Desde a II GM que o mundo não via imagens daquelas, uma campanha brutal de limpeza étnica em nome de um projecto nacionalista. Tenho bem presente aqueles terríveis acontecimentos e, por isso, o que mais me impressionou foi confrontar as imagens que tinha guardadas na memória com os locais aparentemente normais onde estive e pensar que tudo aconteceu só há 23 anos, bem perto do coração da Europa (Viena a Sarajevo não chega a 800 quilómetros). Por aqueles locais cometeu-se um extermínio em massa e é muito inquietante lidar com essa "normalidade". Até a empresa de autocarros que transportou sistematicamente centenas de bosniaks para os locais de extermínio ainda opera. Está lá! E perguntamo-nos: Como é possível? É difícil explicar essa "normalidade"... A verdade é que nada pode ser normal numa cidade quase fantasma, onde dantes viviam 40 a 50 mil pessoas e depois da limpeza étnica, através do extermínio ou de abandono forçado, ficaram apenas 12 mil.

 

Impressionou-me o que vi e emocionou-me o testemunho doloroso, ao longo de mais de uma hora, de um homem, na altura criança, que escapou à morte, mas perdeu o pai e o irmão no genocídio. E o mais tocante é que o mesmo surge de passagem num documentário, onde se mostram imagens da altura, com colunas de centenas de pessoas a fugirem de Srebrenica para localidades circundantes. E lá está ela, uma criança assustada, no meio de um conflito que servia apenas um propósito de Slobodan Milosevid: criar entre a Sérvia e a República Srpska uma homogeneidade étnica e religiosa. E o mais dramático é que comparando-se os mapas demográficos de antes de 1992 e depois de 1995, constata-se que a ideia de "grande" Sérvia protagonizada por Milosevic fez uma parte do caminho.

 

Hoje, com uma certa descontracção e ignorância, muito se fala de nacionalismos e de líderes nacionalistas e, por isso, é que trago aqui este texto, porque as pessoas esquecem rapidamente e, muitas vezes, pouco aprendem com a História. O memorial e cemitério das vítimas do genocídio de Srebrenica é impressionante e coloca-nos perante o resultado da mais vil e perversa obra de projectos políticos nacionalistas.

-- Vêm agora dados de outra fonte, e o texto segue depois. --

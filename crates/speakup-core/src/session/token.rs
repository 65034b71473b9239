//! Bearer token plumbing shared between the session manager and the HTTP
//! layer.

use async_trait::async_trait;
use tokio::sync::RwLock;

use crate::error::Result;

/// The single well-known key under which the session token is persisted.
pub const TOKEN_KEY: &str = "token";

/// The token currently attached to outgoing requests.
///
/// Written only by the session manager, read by the HTTP client on every
/// request.
#[derive(Default)]
pub struct BearerToken {
    value: RwLock<Option<String>>,
}

impl BearerToken {
    pub fn new() -> Self {
        Self::default()
    }

    pub async fn get(&self) -> Option<String> {
        self.value.read().await.clone()
    }

    pub async fn set(&self, token: Option<String>) {
        *self.value.write().await = token;
    }
}

/// Client-local persistent storage holding at most one token.
///
/// Calls are synchronous so the session manager can perform them inside the
/// same critical section as the in-memory transition.
pub trait TokenStore: Send + Sync {
    /// Returns the stored token, or `None` when the key is absent.
    fn load(&self) -> Result<Option<String>>;

    /// Stores `token`, replacing any previous value.
    fn save(&self, token: &str) -> Result<()>;

    /// Removes the key. Removing an absent key is not an error.
    fn clear(&self) -> Result<()>;
}

/// Receives every 401 answered to a request that carried a bearer token.
#[async_trait]
pub trait UnauthorizedHook: Send + Sync {
    /// `rejected_token` is the token the failing request was sent with.
    async fn on_unauthorized(&self, rejected_token: &str);
}

#[cfg(test)]
mod tests {
    use super::*;

    #[tokio::test]
    async fn test_bearer_token_set_and_clear() {
        let token = BearerToken::new();
        assert!(token.get().await.is_none());

        token.set(Some("abc".into())).await;
        assert_eq!(token.get().await.as_deref(), Some("abc"));

        token.set(None).await;
        assert!(token.get().await.is_none());
    }

    #[test]
    fn test_token_key_is_stable() {
        assert_eq!(TOKEN_KEY, "token");
    }
}
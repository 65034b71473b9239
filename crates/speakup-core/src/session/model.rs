//! Session snapshot model.

use serde::{Deserialize, Serialize};

use crate::user::Identity;

/// Where the client stands with respect to authentication.
#[derive(Debug, Clone, Copy, PartialEq, Eq, Hash, Serialize, Deserialize)]
#[serde(rename_all = "snake_case")]
pub enum SessionStatus {
    /// No token, nobody logged in.
    Unauthenticated,
    /// A previously stored token is being verified against the profile
    /// endpoint.
    Loading,
    /// Token verified or freshly issued; identity known.
    Authenticated,
    /// The token was rejected. Transient: always followed by
    /// `Unauthenticated`.
    Invalid,
}

/// An immutable view of the session at one point in time.
///
/// Fields are private so the invariants hold by construction:
/// `identity` is present iff the status is `Authenticated`, and `token` is
/// present iff the status is `Loading` or `Authenticated`.
#[derive(Clone, PartialEq, Eq)]
pub struct Session {
    status: SessionStatus,
    token: Option<String>,
    identity: Option<Identity>,
}

impl Session {
    pub fn unauthenticated() -> Self {
        Self {
            status: SessionStatus::Unauthenticated,
            token: None,
            identity: None,
        }
    }

    pub fn loading(token: impl Into<String>) -> Self {
        Self {
            status: SessionStatus::Loading,
            token: Some(token.into()),
            identity: None,
        }
    }

    pub fn authenticated(token: impl Into<String>, identity: Identity) -> Self {
        Self {
            status: SessionStatus::Authenticated,
            token: Some(token.into()),
            identity: Some(identity),
        }
    }

    pub fn invalid() -> Self {
        Self {
            status: SessionStatus::Invalid,
            token: None,
            identity: None,
        }
    }

    pub fn status(&self) -> SessionStatus {
        self.status
    }

    pub fn token(&self) -> Option<&str> {
        self.token.as_deref()
    }

    pub fn identity(&self) -> Option<&Identity> {
        self.identity.as_ref()
    }

    pub fn is_authenticated(&self) -> bool {
        self.status == SessionStatus::Authenticated
    }

    pub fn is_loading(&self) -> bool {
        self.status == SessionStatus::Loading
    }

    /// Whether this session currently holds exactly `token`.
    pub fn holds_token(&self, token: &str) -> bool {
        self.token.as_deref() == Some(token)
    }
}

impl Default for Session {
    fn default() -> Self {
        Self::unauthenticated()
    }
}

// Manual impl keeps the token out of Debug output.
impl std::fmt::Debug for Session {
    fn fmt(&self, f: &mut std::fmt::Formatter<'_>) -> std::fmt::Result {
        f.debug_struct("Session")
            .field("status", &self.status)
            .field("token", &self.token.as_ref().map(|_| "<redacted>"))
            .field("identity", &self.identity)
            .finish()
    }
}
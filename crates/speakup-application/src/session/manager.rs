use async_trait::async_trait;
use speakup_core::session::{AuthApi, BearerToken, Session, TokenStore, UnauthorizedHook};
use speakup_core::user::{AuthPayload, Credentials, Identity, Registration};
use speakup_core::{Result, SpeakupError};
use std::sync::Arc;
use tokio::sync::{Mutex, watch};

/// Owns the authentication lifecycle of the client.
///
/// `SessionManager` is responsible for:
/// - Restoring a persisted token on startup and verifying it
/// - Login, registration and logout
/// - Invalidating the session when the backend rejects the current token
/// - Publishing every transition as a whole [`Session`] snapshot
///
/// One instance is built by the composition root and shared by `Arc`.
/// Every transition runs under `transition_lock`, and the token store is
/// written inside the same critical section as the published
/// snapshot, so no observer sees memory and persistence disagree.
pub struct SessionManager {
    auth: Arc<dyn AuthApi>,
    store: Arc<dyn TokenStore>,
    bearer: Arc<BearerToken>,
    state: watch::Sender<Session>,
    transition_lock: Mutex<()>,
}

impl SessionManager {
    /// Creates an unauthenticated manager.
    ///
    /// # Arguments
    ///
    /// * `auth` - The `/auth/*` endpoints
    /// * `store` - Persistent storage for the session token
    /// * `bearer` - The token cell read by the HTTP client
    pub fn new(auth: Arc<dyn AuthApi>, store: Arc<dyn TokenStore>, bearer: Arc<BearerToken>) -> Self {
        let (state, _) = watch::channel(Session::unauthenticated());
        Self {
            auth,
            store,
            bearer,
            state,
            transition_lock: Mutex::new(()),
        }
    }

    /// Restores the session from the token store.
    ///
    /// Without a stored token the session settles on `Unauthenticated` and
    /// no request is made. Otherwise the session is `Loading` while the
    /// token is checked against the profile endpoint. A rejected or
    /// unverifiable token is removed and the session ends `Unauthenticated`;
    /// that outcome is not an error.
    ///
    /// The verification result is applied only if the session is still
    /// loading the same token, so a login or logout that happened meanwhile
    /// wins.
    pub async fn initialize(&self) -> Session {
        let token = {
            let _guard = self.transition_lock.lock().await;
            let stored = self
                .store
                .load()
                .unwrap_or_else(|e| {
                    tracing::warn!(error = %e, "token store unreadable; starting signed out");
                    None
                })
                .filter(|token| !token.is_empty());
            let current = self.snapshot();
            match stored {
                Some(token) if current.is_authenticated() && current.holds_token(&token) => {
                    tracing::debug!("session already verified");
                    return current;
                }
                Some(token) => {
                    self.publish(Session::loading(token.clone())).await;
                    token
                }
                None => {
                    tracing::debug!("no stored token");
                    self.publish(Session::unauthenticated()).await;
                    return self.snapshot();
                }
            }
        };

        tracing::debug!("verifying stored token");
        let verification = self.auth.profile().await;

        let _guard = self.transition_lock.lock().await;
        let current = self.snapshot();
        if !(current.is_loading() && current.holds_token(&token)) {
            tracing::debug!(status = ?current.status(), "session changed during verification; result dropped");
            return current;
        }

        match verification {
            Ok(identity) => {
                tracing::info!(user_id = %identity.id, "session restored");
                self.publish(Session::authenticated(token, identity)).await;
            }
            Err(e) => {
                tracing::warn!(kind = ?e.kind(), error = %e, "stored token rejected");
                self.invalidate_locked().await;
            }
        }
        self.snapshot()
    }

    /// Signs in with email and password.
    ///
    /// # Errors
    ///
    /// Returns the backend error (`Unauthorized` for bad credentials) or a
    /// `Storage` error when the token cannot be persisted. The session is
    /// unchanged in both cases.
    pub async fn login(&self, email: &str, password: &str) -> Result<AuthPayload> {
        let payload = self
            .auth
            .login(&Credentials::new(email, password))
            .await
            .inspect_err(|e| tracing::warn!(kind = ?e.kind(), "login failed"))?;
        self.establish(&payload).await?;
        tracing::info!(user_id = %payload.identity.id, "logged in");
        Ok(payload)
    }

    /// Creates an account and signs in with it.
    ///
    /// # Errors
    ///
    /// Same as [`SessionManager::login`]; a taken email surfaces as the
    /// backend's `Validation` error.
    pub async fn register(&self, name: &str, email: &str, password: &str) -> Result<AuthPayload> {
        let payload = self
            .auth
            .register(&Registration::new(name, email, password))
            .await
            .inspect_err(|e| tracing::warn!(kind = ?e.kind(), "registration failed"))?;
        self.establish(&payload).await?;
        tracing::info!(user_id = %payload.identity.id, "registered");
        Ok(payload)
    }

    /// Signs out locally, telling the backend on a best-effort basis.
    ///
    /// Never fails: a server-side error is logged and the local session is
    /// cleared regardless. If a newer login replaced the token while the
    /// server call was in flight, that newer session is kept.
    pub async fn logout(&self) {
        let token = self.snapshot().token().map(str::to_string);

        if token.is_some()
            && let Err(e) = self.auth.logout().await
        {
            tracing::warn!(kind = ?e.kind(), error = %e, "server logout failed; clearing local session anyway");
        }

        let _guard = self.transition_lock.lock().await;
        let current = self.snapshot();
        let superseded = match (current.token(), token.as_deref()) {
            (Some(now), Some(then)) => now != then,
            (Some(_), None) => true,
            (None, _) => false,
        };
        if superseded {
            tracing::debug!("newer session established during logout; keeping it");
            return;
        }

        self.forget_stored_token();
        self.publish(Session::unauthenticated()).await;
        tracing::info!("logged out");
    }

    /// Whether the latest snapshot is `Authenticated`.
    pub fn is_authenticated(&self) -> bool {
        self.state.borrow().is_authenticated()
    }

    pub fn identity(&self) -> Option<Identity> {
        self.state.borrow().identity().cloned()
    }

    pub fn snapshot(&self) -> Session {
        self.state.borrow().clone()
    }

    /// Receives every transition as a complete snapshot.
    pub fn subscribe(&self) -> watch::Receiver<Session> {
        self.state.subscribe()
    }

    /// Returns the signed-in identity, or `Unauthorized` when nobody is
    /// signed in. Gate for likes, submissions and saved scripts.
    pub fn require_authenticated(&self) -> Result<Identity> {
        self.identity()
            .ok_or_else(|| SpeakupError::unauthorized("login required"))
    }

    async fn establish(&self, payload: &AuthPayload) -> Result<()> {
        let _guard = self.transition_lock.lock().await;
        self.store.save(&payload.token).map_err(|e| {
            tracing::error!(error = %e, "failed to persist session token");
            SpeakupError::storage(format!("Could not save session: {e}"))
        })?;
        self.publish(Session::authenticated(payload.token.clone(), payload.identity.clone()))
            .await;
        Ok(())
    }

    /// Removes the stored token and walks `Invalid -> Unauthenticated`.
    /// Caller holds `transition_lock`.
    async fn invalidate_locked(&self) {
        self.forget_stored_token();
        self.publish(Session::invalid()).await;
        self.publish(Session::unauthenticated()).await;
    }

    /// Removes the persisted token. A store that cannot delete gets the
    /// key blanked instead, which `initialize` treats as absent.
    fn forget_stored_token(&self) {
        let Err(e) = self.store.clear() else {
            return;
        };
        tracing::warn!(error = %e, "failed to remove stored token; blanking it");
        if let Err(e) = self.store.save("") {
            tracing::error!(error = %e, "stored token could not be blanked");
        }
    }

    async fn publish(&self, session: Session) {
        // The HTTP client must see the new token before any subscriber reacts.
        self.bearer.set(session.token().map(str::to_string)).await;
        tracing::debug!(status = ?session.status(), "session transition");
        self.state.send_replace(session);
    }
}

#[async_trait]
impl UnauthorizedHook for SessionManager {
    async fn on_unauthorized(&self, rejected_token: &str) {
        let _guard = self.transition_lock.lock().await;
        let current = self.snapshot();
        if !current.holds_token(rejected_token) {
            tracing::debug!("401 for a token that is no longer current; ignored");
            return;
        }
        // A pending verification handles its own rejection in `initialize`.
        if current.is_loading() {
            return;
        }
        tracing::warn!("backend rejected the session token; signing out");
        self.invalidate_locked().await;
    }
}

#[cfg(test)]
#[path = "manager_test.rs"]
mod tests;
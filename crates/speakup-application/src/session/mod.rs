//! Session application services.
//!
//! The [`SessionManager`] is the single owner of the authentication state;
//! every page reads it through snapshots or a `watch` subscription.

mod manager;

pub use manager::SessionManager;
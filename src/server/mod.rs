/// TCP server implementation for the Pipedesk Store daemon.
///
/// This module provides the [`Router`] which handles incoming TCP connections
/// and dispatches commands to the underlying store.
pub mod router;

pub use router::Router;
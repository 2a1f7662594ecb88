use std::env;
use std::sync::Arc;

use clap::Parser;
use pipedesk_store::engine::{DataService, FileStorage};
use pipedesk_store::server::Router;
use pipedesk_store::DocumentReader;
use tokio::signal;

#[derive(Parser, Debug)]
#[command(author, version, about, long_about = None)]
struct Args {
    /// Path to the backing JSON document.
    #[arg(short, long)]
    data: Option<String>,

    /// TCP port to listen on.
    #[arg(short, long)]
    port: Option<String>,

    /// Operator id stamped into unowned records.
    #[arg(short, long)]
    operator: Option<String>,
}

#[tokio::main]
async fn main() -> anyhow::Result<()> {
    env_logger::init();
    let args = Args::parse();

    let data_path = args.data
        .or_else(|| env::var("PIPEDESK_DATA").ok())
        .unwrap_or_else(|| "data/crm.json".to_string());

    let port = args.port
        .or_else(|| env::var("PIPEDESK_PORT").ok())
        .unwrap_or_else(|| "7411".to_string());

    let operator = args.operator
        .or_else(|| env::var("PIPEDESK_OPERATOR").ok())
        .unwrap_or_else(|| pipedesk_store::DEFAULT_OPERATOR.to_string());

    let storage = FileStorage::new(&data_path);
    storage.ensure_exists().await?;
    let service = Arc::new(DataService::with_operator(storage, operator));

    println!("Starting Pipedesk Store daemon...");
    let document = service.fetch().await?;
    for (name, records) in document.collections() {
        println!("  {}: {} records", name, records.len());
    }
    println!("Pipedesk Store listening on :{} (TCP)", port);

    let router = Router::new(service);

    tokio::select! {
        res = router.listen(&port) => {
            if let Err(e) = res {
                eprintln!("TCP Server failed: {}", e);
            }
        }
        _ = signal::ctrl_c() => {
            println!("\nShutdown signal received. Exiting.");
        }
    }

    Ok(())
}
//! Storage backends for the document.
//!
//! Persistence uses an atomic "write-then-rename" strategy so a crash
//! mid-save never leaves a half-written document behind. Backends never
//! cache: every load reads the backing state fresh, and a save rewrites it
//! wholesale. When two writers race, the last save wins.

use std::path::{Path, PathBuf};
use std::sync::RwLock;

use async_trait::async_trait;
use tokio::fs;

use crate::engine::document::Document;
use crate::{Error, Result};

/// Where the document lives between operations.
#[async_trait]
pub trait Storage: Send + Sync {
    /// Reads and decodes the entire document.
    async fn load(&self) -> Result<Document>;
    /// Serializes and rewrites the entire document.
    async fn save(&self, document: &Document) -> Result<()>;
}

/// File-backed storage: one pretty-printed JSON file.
///
/// The format matches what the CRM frontend ships with, so an existing data
/// file drops in unchanged: two-space indentation, collection order and
/// record field order exactly as loaded.
pub struct FileStorage {
    path: PathBuf,
}

impl FileStorage {
    pub fn new<P: AsRef<Path>>(path: P) -> Self {
        Self {
            path: path.as_ref().to_path_buf(),
        }
    }

    /// Path to the backing file.
    pub fn path(&self) -> &Path {
        &self.path
    }

    /// Creates parent directories and seeds an empty document when the file
    /// does not exist yet.
    ///
    /// `load` treats a missing file as [`Error::StorageUnavailable`];
    /// seeding is an explicit startup step, never something a read does on
    /// its own.
    pub async fn ensure_exists(&self) -> Result<()> {
        match fs::try_exists(&self.path).await {
            Ok(true) => return Ok(()),
            Ok(false) => {}
            Err(e) => return Err(Error::StorageUnavailable(e.to_string())),
        }
        if let Some(parent) = self.path.parent() {
            if !parent.as_os_str().is_empty() {
                fs::create_dir_all(parent)
                    .await
                    .map_err(|e| Error::StorageUnavailable(e.to_string()))?;
            }
        }
        self.save(&Document::seed()).await
    }
}

#[async_trait]
impl Storage for FileStorage {
    async fn load(&self) -> Result<Document> {
        let bytes = fs::read(&self.path).await.map_err(|e| {
            Error::StorageUnavailable(format!("{}: {}", self.path.display(), e))
        })?;
        let document: Document = serde_json::from_slice(&bytes)
            .map_err(|e| Error::CorruptDocument(e.to_string()))?;
        document.validate()?;
        Ok(document)
    }

    async fn save(&self, document: &Document) -> Result<()> {
        let ext = self
            .path
            .extension()
            .and_then(|e| e.to_str())
            .unwrap_or("json");
        let temp_path = self.path.with_extension(format!("{}.tmp", ext));

        let bytes = serde_json::to_vec_pretty(document)?;

        fs::write(&temp_path, bytes)
            .await
            .map_err(|e| Error::StorageUnavailable(e.to_string()))?;
        fs::rename(&temp_path, &self.path)
            .await
            .map_err(|e| Error::StorageUnavailable(e.to_string()))?;
        Ok(())
    }
}

/// In-memory storage with the same load/save contract, for tests and
/// throwaway embedded use.
pub struct MemoryStorage {
    document: RwLock<Document>,
}

impl MemoryStorage {
    pub fn new(document: Document) -> Self {
        Self {
            document: RwLock::new(document),
        }
    }

    /// Starts from a seeded empty document.
    pub fn seeded() -> Self {
        Self::new(Document::seed())
    }
}

#[async_trait]
impl Storage for MemoryStorage {
    async fn load(&self) -> Result<Document> {
        Ok(self.document.read().unwrap().clone())
    }

    async fn save(&self, document: &Document) -> Result<()> {
        *self.document.write().unwrap() = document.clone();
        Ok(())
    }
}
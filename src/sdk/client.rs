use async_trait::async_trait;
use serde::de::DeserializeOwned;
use serde::Serialize;
use tokio::io::{AsyncBufReadExt, AsyncWriteExt, BufReader};
use tokio::net::TcpStream;
use tokio::sync::Mutex;

use crate::engine::document::collection_name;
use crate::{
    Document, DocumentReader, EntityScope, Error, Record, RecordMutator, RecordStore, Result,
};

/// Remote client speaking the line protocol of [`crate::server::Router`].
///
/// Holds one connection behind a mutex and reconnects transparently, so a
/// daemon restart costs callers a retry instead of an error.
pub struct Client {
    addr: String,
    inner: Mutex<Option<ClientInner>>,
}

struct ClientInner {
    reader: BufReader<tokio::net::tcp::OwnedReadHalf>,
    writer: tokio::net::tcp::OwnedWriteHalf,
}

impl Client {
    /// Connects to a running daemon at `addr` (`host:port`).
    pub async fn connect(addr: &str) -> Result<Self> {
        let inner = Client::connect_inner(addr).await?;
        Ok(Self {
            addr: addr.to_string(),
            inner: Mutex::new(Some(inner)),
        })
    }

    async fn send_and_receive(&self, cmd: String) -> Result<String> {
        let mut inner_guard = self.inner.lock().await;

        // Retry logic
        for i in 0..3 {
            if inner_guard.is_none() {
                match Client::connect_inner(&self.addr).await {
                    Ok(inner) => *inner_guard = Some(inner),
                    Err(e) => {
                        if i == 2 {
                            return Err(e);
                        }
                        tokio::time::sleep(std::time::Duration::from_millis((i + 1) * 200)).await;
                        continue;
                    }
                }
            }

            let inner = inner_guard.as_mut().unwrap();
            if inner
                .writer
                .write_all(format!("{}\n", cmd).as_bytes())
                .await
                .is_err()
            {
                *inner_guard = None;
                continue;
            }

            let mut resp = String::new();
            match inner.reader.read_line(&mut resp).await {
                Ok(0) => {
                    *inner_guard = None;
                    continue;
                }
                Ok(_) => {
                    let resp = resp.trim();
                    if let Some(message) = resp.strip_prefix("ERR") {
                        return Err(Error::Internal(message.trim_start().to_string()));
                    }
                    return Ok(resp.to_string());
                }
                Err(_) => {
                    *inner_guard = None;
                    continue;
                }
            }
        }

        Err(Error::Internal("failed after 3 attempts".to_string()))
    }

    async fn connect_inner(addr: &str) -> Result<ClientInner> {
        let stream = TcpStream::connect(addr).await?;
        let (reader, writer) = stream.into_split();
        Ok(ClientInner {
            reader: BufReader::new(reader),
            writer,
        })
    }

    /// Fetches one collection deserialized into typed records.
    pub async fn records_as<T: DeserializeOwned>(&self, entity_type: &str) -> Result<Vec<T>> {
        let document = self.fetch().await?;
        let name = collection_name(entity_type);
        let records = match document.collection(&name) {
            Some(records) => records.clone(),
            None => Vec::new(),
        };
        records
            .into_iter()
            .map(|record| serde_json::from_value(record).map_err(Error::from))
            .collect()
    }

    /// Creates a record from any serializable shape and returns the stored
    /// record, defaults and all.
    pub async fn create_as<T: Serialize>(&self, entity_type: &str, record: &T) -> Result<Record> {
        self.create(entity_type, to_fields(record)?).await
    }

    /// Updates a record from any serializable shape.
    pub async fn update_as<T: Serialize>(
        &self,
        entity_type: &str,
        id: &str,
        record: &T,
    ) -> Result<Record> {
        self.update(entity_type, id, to_fields(record)?).await
    }
}

fn to_fields<T: Serialize>(record: &T) -> Result<Record> {
    match serde_json::to_value(record)? {
        serde_json::Value::Object(fields) => Ok(fields),
        _ => Err(Error::Internal("record must serialize to an object".to_string())),
    }
}

fn parse_ok(resp: &str) -> Result<&str> {
    resp.strip_prefix("OK ")
        .ok_or_else(|| Error::Internal("Invalid response".to_string()))
}

#[async_trait]
impl DocumentReader for Client {
    async fn fetch(&self) -> Result<Document> {
        let resp = self.send_and_receive("FETCH".to_string()).await?;
        Ok(serde_json::from_str(parse_ok(&resp)?)?)
    }
}

#[async_trait]
impl RecordMutator for Client {
    async fn create(&self, entity_type: &str, fields: Record) -> Result<Record> {
        let payload = serde_json::to_string(&fields)?;
        let resp = self
            .send_and_receive(format!("CREATE {} {}", entity_type, payload))
            .await?;
        Ok(serde_json::from_str(parse_ok(&resp)?)?)
    }

    async fn update(&self, entity_type: &str, id: &str, fields: Record) -> Result<Record> {
        let payload = serde_json::to_string(&fields)?;
        let resp = self
            .send_and_receive(format!("UPDATE {} {} {}", entity_type, id, payload))
            .await?;
        Ok(serde_json::from_str(parse_ok(&resp)?)?)
    }

    async fn delete(&self, entity_type: &str, id: &str) -> Result<()> {
        self.send_and_receive(format!("DELETE {} {}", entity_type, id))
            .await?;
        Ok(())
    }
}

impl RecordStore for Client {
    fn entity(&self, entity_type: &str) -> Box<dyn EntityScope + '_> {
        Box::new(RemoteEntityScope {
            client: self,
            entity_type: entity_type.to_string(),
        })
    }
}

/// [`EntityScope`] over a remote daemon.
pub struct RemoteEntityScope<'a> {
    client: &'a Client,
    entity_type: String,
}

#[async_trait]
impl<'a> EntityScope for RemoteEntityScope<'a> {
    async fn records(&self) -> Result<Vec<Record>> {
        Ok(self.client.fetch().await?.records_of(&self.entity_type))
    }

    async fn create(&self, fields: Record) -> Result<Record> {
        self.client.create(&self.entity_type, fields).await
    }

    async fn update(&self, id: &str, fields: Record) -> Result<Record> {
        self.client.update(&self.entity_type, id, fields).await
    }

    async fn delete(&self, id: &str) -> Result<()> {
        self.client.delete(&self.entity_type, id).await
    }
}
/// Software Development Kit (SDK) for the Pipedesk Store.
///
/// This module provides a high-level API for interacting with the store,
/// including automatic mode discovery and a remote TCP client.
pub mod client;
/// Automatic mode discovery and store initialization.
pub mod discovery;

pub use client::Client;
pub use discovery::new;
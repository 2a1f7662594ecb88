//! Pipedesk Store is the flat-file record store behind the Pipedesk CRM.
//!
//! All CRM state (contacts, companies, deals, tickets, activities, users)
//! lives in one pretty-printed JSON document. Every operation loads the whole
//! document, mutates a single collection, and writes the whole document back.
//! The file doubles as a human-readable fixture that can be inspected and
//! diffed in version control, which is why key order and record field order
//! survive a round trip untouched.
//!
//! There is no locking around the load-mutate-save cycle. Two concurrent
//! writers race, and the last save wins wholesale. That is the documented
//! baseline behavior of the store, not an accident.
//!
//! ## Core Components
//! - [`engine`]: The document model, storage backends, and the record service.
//! - [`sdk`]: Client libraries for both embedded and remote (TCP) modes.
//! - [`server`]: TCP daemon implementation.

pub mod engine;
pub mod sdk;
pub mod server;

use async_trait::async_trait;
use thiserror::Error;

pub use engine::document::{Document, Record};

/// Errors returned by the Pipedesk Store.
#[derive(Error, Debug)]
pub enum Error {
    /// The backing document could not be read or written.
    #[error("storage unavailable: {0}")]
    StorageUnavailable(String),
    /// The backing document exists but is not a well-formed record document.
    #[error("corrupt document: {0}")]
    CorruptDocument(String),
    /// The resolved collection does not exist in the document.
    #[error("collection {0} not found")]
    CollectionNotFound(String),
    /// No record with the given id exists in the resolved collection.
    #[error("{entity_type} with id {id} not found")]
    RecordNotFound { entity_type: String, id: String },
    /// A caller-supplied company id collides with an existing record.
    #[error("company with id {0} already exists")]
    DuplicateId(String),
    /// The request is missing a required field.
    #[error("{0}")]
    Validation(String),
    /// An I/O error occurred during network communication.
    #[error("IO error: {0}")]
    Io(#[from] std::io::Error),
    /// Error during JSON serialization or deserialization.
    #[error("Serialization error: {0}")]
    Serialization(#[from] serde_json::Error),
    /// An internal error occurred.
    #[error("internal error: {0}")]
    Internal(String),
}

/// A specialized Result type for Pipedesk Store operations.
pub type Result<T> = std::result::Result<T, Error>;

/// Operator id stamped into records that arrive without an owner or assignee.
pub const DEFAULT_OPERATOR: &str = "admin";

/// Defines read access to the document.
#[async_trait]
pub trait DocumentReader: Send + Sync {
    /// Returns the entire document, verbatim.
    async fn fetch(&self) -> Result<Document>;
}

/// Defines the mutating record operations of the store.
#[async_trait]
pub trait RecordMutator: Send + Sync {
    /// Creates a record of the given entity type and returns it with its
    /// allocated id and defaults filled in.
    async fn create(&self, entity_type: &str, fields: Record) -> Result<Record>;
    /// Merges `fields` over the record with the given id and returns the
    /// updated record.
    async fn update(&self, entity_type: &str, id: &str, fields: Record) -> Result<Record>;
    /// Removes the record with the given id from its collection.
    async fn delete(&self, entity_type: &str, id: &str) -> Result<()>;
}

/// The primary interface for interacting with the Pipedesk Store.
///
/// Implemented by both the embedded [`engine::DataService`] and the remote
/// [`sdk::Client`], so callers can stay deployment-agnostic.
#[async_trait]
pub trait RecordStore: DocumentReader + RecordMutator {
    /// Returns an [`EntityScope`] that simplifies operations by pinning an
    /// entity type.
    fn entity(&self, entity_type: &str) -> Box<dyn EntityScope + '_>;
}

/// A simplified, scoped interface for a single entity type.
#[async_trait]
pub trait EntityScope: Send + Sync {
    /// Returns every record of the scoped collection, empty when the
    /// collection is absent.
    async fn records(&self) -> Result<Vec<Record>>;
    /// Creates a record in the scoped collection.
    async fn create(&self, fields: Record) -> Result<Record>;
    /// Updates the record with the given id in the scoped collection.
    async fn update(&self, id: &str, fields: Record) -> Result<Record>;
    /// Deletes the record with the given id from the scoped collection.
    async fn delete(&self, id: &str) -> Result<()>;
}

Todos os anos, em Julho, são enterrados novos corpos identificados que, entretanto, vão sendo exumados das muitas valas comuns que circundam a área de Srebrenica. Depois de ver Srebrenica e em memória aos que morreram, é cada vez mais forte a minha convicção de que extremismos e nacionalismos devem ser combatidos com todas as nossas forças. Para que, como disse o imã de Potacari na inauguração do memorial/cemitério a 11 de Julho de 2001, "That Srebrenica never happen again, to no one and nowhere".